【发布时间】:2018-07-02 12:24:08
【问题描述】:
我正在像这样的 Spark 流程序中使用 Kafka 主题:
import ...
object KafkaStreaming {
def main(args: Array[String]) {
val conf = new SparkConf().setAppName("KafkaStreaming").setMaster("local[*]")
val sc = new SparkContext(conf)
val ssc = new StreamingContext(sc, Seconds(10))
val kafkaConf = Map(
...
)
val messages = KafkaUtils.createDirectStream[String, String](
ssc,
LocationStrategies.PreferConsistent,
ConsumerStrategies.Subscribe[String, String](Seq("topic"), kafkaConf)
)
val lines: DStream[String] = messages.map(_.value)
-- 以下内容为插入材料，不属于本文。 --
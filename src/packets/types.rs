//! Protocol enumerations shared by the built-in packet set.
//!
//! All of these travel as their ordinal and are resolved through the
//! converter repository's fallback tier, so they exercise the same path
//! consumer-defined types use.

use serde::{Deserialize, Serialize};

use crate::wire_enum;

wire_enum! {
    /// Character gender.
    #[derive(Serialize, Deserialize)]
    pub enum Gender {
        Male = 0,
        Female = 1,
    }
}

wire_enum! {
    /// Character hair style.
    #[derive(Serialize, Deserialize)]
    pub enum HairStyle {
        StyleA = 0,
        StyleB = 1,
        StyleC = 2,
        StyleD = 3,
    }
}

wire_enum! {
    /// Character class.
    #[derive(Serialize, Deserialize)]
    pub enum CharacterClass {
        Adventurer = 0,
        Swordsman = 1,
        Archer = 2,
        Mage = 3,
    }
}

wire_enum! {
    /// What kind of map entity a packet refers to.
    #[derive(Serialize, Deserialize)]
    pub enum EntityKind {
        Character = 1,
        Npc = 2,
        Monster = 3,
        Object = 9,
    }
}

#[cfg(test)]
mod tests {
    #![allow(clippy::unwrap_used)]

    use super::*;
    use crate::convert::{Converter, EnumConverter, WireEnum};

    #[test]
    fn ordinals_are_stable() {
        assert_eq!(Gender::Female.to_ordinal(), 1);
        assert_eq!(EntityKind::Object.to_ordinal(), 9);
        assert_eq!(EntityKind::from_ordinal(3), Some(EntityKind::Monster));
        assert_eq!(EntityKind::from_ordinal(4), None);
    }

    #[test]
    fn converters_carry_the_enum_name() {
        let conv = EnumConverter::<CharacterClass>::new();
        assert_eq!(conv.name(), "CharacterClass");
        assert_eq!(conv.serialize(&CharacterClass::Mage).unwrap(), "3");
    }
}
val line: DStream[String] = lines.flatMap(_.split("\n"))
process(line)
ssc.start()
ssc.awaitTermination()
}
def process(line: DStream[String]): Unit =
{
// here is where I want to convert the DStream to JSON
var json: Option[Any] = JSON.parseFull(line) // <--
println(json.getOrElse("json is NULL"))
if(json.isEmpty == false) {
println("NOT FALSE")
var map = json.get.asInstanceOf[Map[String, Any]]
// use every member of JSON document to access the value
map.get("any json element").toString
// do some other manipulation
}
}
}
在process 函数中,我想操作字符串的每一行以从中提取一个JSON 对象并执行进一步的处理和持久化。我该怎么做?
【问题讨论】:
标签: json apache-kafka spark-streaming